При этом нужно еще пойти на заседание комитета. И как мне представлять свою организацию, если я даже засыпать боюсь?
Я чудом умудряюсь влезть в костюм – неудобно, но необходимо для зарубежных командировок, – а потом спуститься в ресторан на завтрак.
Кофе, мне нужен кофе! И свежий выпуск газеты «Индепендент», который прилетел из Лондона ночным рейсом. В ресторане все организовано по-немецки эффективно; персонал меня не трогает, за что я им благодарен.
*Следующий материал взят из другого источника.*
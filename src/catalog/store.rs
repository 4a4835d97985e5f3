//! In-memory, file-backed snapshot of products and customers.
//!
//! Readers clone an `Arc<Snapshot>` and work against an immutable view;
//! the single writer (incremental sync) builds a fresh snapshot, persists
//! it, and swaps it in atomically. A reader can therefore never observe a
//! partially merged catalog.

use std::collections::HashMap;
use std::path::{Path, PathBuf};
use std::sync::{Arc, RwLock};
use std::time::SystemTime;

use crate::fsio;
use crate::models::{Customer, Product};

use super::CatalogError;

/// Immutable catalog view with lookup indexes.
#[derive(Debug, Default)]
pub struct Snapshot {
    products: Vec<Product>,
    customers: Vec<Customer>,
    product_by_id: HashMap<i64, usize>,
    /// Keyed by trimmed code (case-exact).
    product_by_code: HashMap<String, usize>,
    customer_by_id: HashMap<i64, usize>,
    /// Auxiliary index: lowercased customer name → index.
    customer_by_name: HashMap<String, usize>,
}

impl Snapshot {
    /// Build a snapshot, normalizing codes (trim) and name indexes
    /// (lowercase) on ingest.
    pub fn build(mut products: Vec<Product>, customers: Vec<Customer>) -> Self {
        for p in &mut products {
            if let Some(code) = &p.code {
                let trimmed = code.trim();
                let trimmed_len = trimmed.len();
                let trimmed_empty = trimmed.is_empty();
                let trimmed_owned = trimmed.to_string();
                if trimmed_len != code.len() {
                    p.code = Some(trimmed_owned);
                }
                if trimmed_empty {
                    p.code = None;
                }
            }
        }

        let mut product_by_id = HashMap::with_capacity(products.len());
        let mut product_by_code = HashMap::new();
        for (idx, p) in products.iter().enumerate() {
            product_by_id.insert(p.id, idx);
            if let Some(code) = p.trimmed_code() {
                product_by_code.insert(code.to_string(), idx);
            }
        }

        let mut customer_by_id = HashMap::with_capacity(customers.len());
        let mut customer_by_name = HashMap::new();
        for (idx, c) in customers.iter().enumerate() {
            customer_by_id.insert(c.id, idx);
            customer_by_name.insert(c.name.trim().to_lowercase(), idx);
        }

        Self {
            products,
            customers,
            product_by_id,
            product_by_code,
            customer_by_id,
            customer_by_name,
        }
    }

    pub fn product_by_id(&self, id: i64) -> Option<&Product> {
        self.product_by_id.get(&id).map(|&i| &self.products[i])
    }

    /// Trimmed, case-exact code lookup. Trailing whitespace on either
    /// side never causes a miss.
    pub fn product_by_code(&self, code: &str) -> Option<&Product> {
        self.product_by_code
            .get(code.trim())
            .map(|&i| &self.products[i])
    }

    pub fn search_code_prefix(&self, prefix: &str) -> Vec<&Product> {
        let prefix = prefix.trim();
        if prefix.is_empty() {
            return Vec::new();
        }
        let mut hits: Vec<&Product> = self
            .products
            .iter()
            .filter(|p| p.trimmed_code().is_some_and(|c| c.starts_with(prefix)))
            .collect();
        hits.sort_by_key(|p| p.id);
        hits
    }

    pub fn all_products(&self) -> &[Product] {
        &self.products
    }

    pub fn all_customers(&self) -> &[Customer] {
        &self.customers
    }

    pub fn customer_by_id(&self, id: i64) -> Option<&Customer> {
        self.customer_by_id.get(&id).map(|&i| &self.customers[i])
    }

    /// Lowercased, trimmed exact-name lookup.
    pub fn customer_by_name(&self, name: &str) -> Option<&Customer> {
        self.customer_by_name
            .get(&name.trim().to_lowercase())
            .map(|&i| &self.customers[i])
    }

    /// Customers whose lowercased name contains the lowercased needle.
    pub fn search_customer_contains(&self, needle: &str) -> Vec<&Customer> {
        let needle = needle.trim().to_lowercase();
        if needle.is_empty() {
            return Vec::new();
        }
        self.customers
            .iter()
            .filter(|c| c.name.to_lowercase().contains(&needle))
            .collect()
    }

    pub fn product_count(&self) -> usize {
        self.products.len()
    }

    pub fn customer_count(&self) -> usize {
        self.customers.len()
    }
}

/// Thread-safe catalog store: many readers, one writer.
pub struct CatalogStore {
    snapshot: RwLock<Arc<Snapshot>>,
    products_path: PathBuf,
    customers_path: PathBuf,
}

impl CatalogStore {
    /// Load both JSON snapshots from the catalog directory. Missing files
    /// yield an empty catalog (first sync performs the full baseline).
    pub fn load(catalog_dir: &Path) -> Result<Self, CatalogError> {
        let products_path = catalog_dir.join("products.json");
        let customers_path = catalog_dir.join("customers.json");

        let products = load_records::<Product>(&products_path)?;
        let customers = load_records::<Customer>(&customers_path)?;

        tracing::info!(
            products = products.len(),
            customers = customers.len(),
            dir = %catalog_dir.display(),
            "Catalog loaded"
        );

        Ok(Self {
            snapshot: RwLock::new(Arc::new(Snapshot::build(products, customers))),
            products_path,
            customers_path,
        })
    }

    /// Current immutable snapshot. Cheap; hold it for the duration of a
    /// request.
    pub fn snapshot(&self) -> Arc<Snapshot> {
        self.snapshot
            .read()
            .unwrap_or_else(|e| e.into_inner())
            .clone()
    }

    /// Persist a new catalog and swap it in. The file writes happen
    /// before the in-memory swap; both must succeed.
    pub fn install(
        &self,
        products: Vec<Product>,
        customers: Vec<Customer>,
    ) -> Result<(), CatalogError> {
        let next = Snapshot::build(products, customers);

        fsio::write_json_atomic(&self.products_path, &next.products)?;
        fsio::write_json_atomic(&self.customers_path, &next.customers)?;

        let mut guard = self.snapshot.write().unwrap_or_else(|e| e.into_inner());
        *guard = Arc::new(next);
        Ok(())
    }

    /// Modification time of the products snapshot file — the embedding
    /// cache key incorporates this so a catalog change invalidates it.
    pub fn products_mtime(&self) -> Option<SystemTime> {
        std::fs::metadata(&self.products_path)
            .and_then(|m| m.modified())
            .ok()
    }

    pub fn products_path(&self) -> &Path {
        &self.products_path
    }
}

fn load_records<T: serde::de::DeserializeOwned>(path: &Path) -> Result<Vec<T>, CatalogError> {
    if !path.exists() {
        return Ok(Vec::new());
    }
    let content = std::fs::read_to_string(path)?;
    serde_json::from_str(&content).map_err(|e| CatalogError::Parse {
        path: path.display().to_string(),
        message: e.to_string(),
    })
}

#[cfg(test)]
mod tests {
    use super::*;

    fn product(id: i64, code: &str, name: &str) -> Product {
        Product {
            id,
            code: Some(code.into()),
            name: name.into(),
            list_price: 10.0,
            standard_price: 8.0,
            updated_at: None,
        }
    }

    fn customer(id: i64, name: &str) -> Customer {
        Customer {
            id,
            customer_ref: None,
            name: name.into(),
            email: None,
            phone: None,
            address: None,
            updated_at: None,
        }
    }

    #[test]
    fn code_lookup_trims_both_sides() {
        let snap = Snapshot::build(vec![product(1, "3M9353R ", "Splice tape")], vec![]);
        // Trailing whitespace on the stored code never causes a miss.
        assert_eq!(snap.product_by_code("3M9353R").unwrap().id, 1);
        assert_eq!(snap.product_by_code(" 3M9353R ").unwrap().id, 1);
    }

    #[test]
    fn code_lookup_is_case_exact() {
        let snap = Snapshot::build(vec![product(1, "L1520-457", "Blade")], vec![]);
        assert!(snap.product_by_code("l1520-457").is_none());
        assert!(snap.product_by_code("L1520-457").is_some());
    }

    #[test]
    fn prefix_search_ordered_by_id() {
        let snap = Snapshot::build(
            vec![
                product(3, "L1520-600", "Blade 600"),
                product(1, "L1520-457", "Blade 457"),
                product(2, "X900", "Other"),
            ],
            vec![],
        );
        let hits = snap.search_code_prefix("L1520");
        assert_eq!(hits.iter().map(|p| p.id).collect::<Vec<_>>(), vec![1, 3]);
    }

    #[test]
    fn customer_name_lookup_case_insensitive() {
        let snap = Snapshot::build(vec![], vec![customer(7, "Schur Star Systems GmbH")]);
        assert_eq!(
            snap.customer_by_name("schur star systems gmbh").unwrap().id,
            7
        );
        assert_eq!(
            snap.customer_by_name("  Schur Star Systems GmbH ").unwrap().id,
            7
        );
    }

    #[test]
    fn load_missing_files_gives_empty_catalog() {
        let dir = tempfile::tempdir().unwrap();
        let store = CatalogStore::load(dir.path()).unwrap();
        assert_eq!(store.snapshot().product_count(), 0);
        assert_eq!(store.snapshot().customer_count(), 0);
    }

    #[test]
    fn install_persists_and_swaps() {
        let dir = tempfile::tempdir().unwrap();
        let store = CatalogStore::load(dir.path()).unwrap();
        let old = store.snapshot();

        store
            .install(vec![product(1, "A1", "First")], vec![customer(2, "Acme")])
            .unwrap();

        // Old snapshot is untouched, new one is visible.
        assert_eq!(old.product_count(), 0);
        let now = store.snapshot();
        assert_eq!(now.product_count(), 1);
        assert_eq!(now.customer_count(), 1);

        // Reload from disk sees the same ids.
        let reloaded = CatalogStore::load(dir.path()).unwrap();
        assert!(reloaded.snapshot().product_by_id(1).is_some());
        assert!(reloaded.snapshot().customer_by_id(2).is_some());
    }

    #[test]
    fn readers_keep_old_snapshot_across_swap() {
        let dir = tempfile::tempdir().unwrap();
        let store = CatalogStore::load(dir.path()).unwrap();
        store.install(vec![product(1, "A1", "First")], vec![]).unwrap();

        let held = store.snapshot();
        store
            .install(vec![product(1, "A1", "First"), product(2, "B2", "Second")], vec![])
            .unwrap();

        assert_eq!(held.product_count(), 1);
        assert_eq!(store.snapshot().product_count(), 2);
    }

    #[test]
    fn blank_codes_dropped_from_index() {
        let snap = Snapshot::build(
            vec![Product {
                id: 9,
                code: Some("   ".into()),
                name: "Nameless".into(),
                list_price: 0.0,
                standard_price: 0.0,
                updated_at: None,
            }],
            vec![],
        );
        assert!(snap.product_by_code("").is_none());
        assert!(snap.product_by_id(9).is_some());
    }
}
Без четверти девять я уже почти чувствую себя человеком. Заседание по оптимистичному плану должно начаться через пятнадцать минут, но я думаю, что половина делегатов в это время еще будет жевать завтрак. Поэтому я прихожу в холл, где раздают бесплатный Wi-Fi, чтобы посмотреть почту, и там сталкиваюсь с Францем.
– Боб? Это ты?
Я глупо моргаю.
– Франц?
– Боб!
Мы пожимаем друг другу руки, отставив в стороны свои кейсы и сместив центры тяжести, как пара взвинченных курочек, которые меряются хвостами во дворе.
Раньше я Франца в костюме не видел, да и он меня тоже. Мы с ним познакомились на обучающем семинаре полгода назад, когда он вернулся из Гааги. Он натуральный голландец – очень высокий и говорит на куда более правильном, бибисишном, английском, чем я.
– Не ждал тебя тут встретить.
– Ты, наверное, приехал на совместный комитет?
– Я тебе покажу свой, если ты мне покажешь свой, – шутит он. – Я хотел купить открытку, прежде чем подниматься наверх… подождешь?
– Конечно, – отвечаю я и слегка расслабляюсь. – Ты на таких заседаниях бывал уже?
– Нет. – Он рассеянно вращает стенд, разглядывая один за другим живописные пряничные замки. – А ты?
– На одном-единственном. О нем нельзя говорить вне школы, но какого черта.
Франц находит открытку с полногрудой немецкой фрау с парой внушительных кружек.
– Вот эту возьму.
Он подзывает ближайшего продавца и тарахтит что-то, видимо, на превосходном немецком. Мой планшет заканчивает проверять почту, сбрасывает в корзину спам и звенит, чтобы привлечь мое внимание. Я потираю висок и завистливо смотрю на Франца. У него-то небось не было бы никаких проблем с Рамоной: он пугающе умен, добродушен, проницателен, красив, воспитан и со всех сторон компетентен. Не говоря уж о том, что способен перепить меня и очаровать до розовых ушей кого угодно. Он явно далеко пойдет в оккультном подразделении ОСРБ, станет замдиректора, а я все еще буду Энглтону каталожные ящички полировать.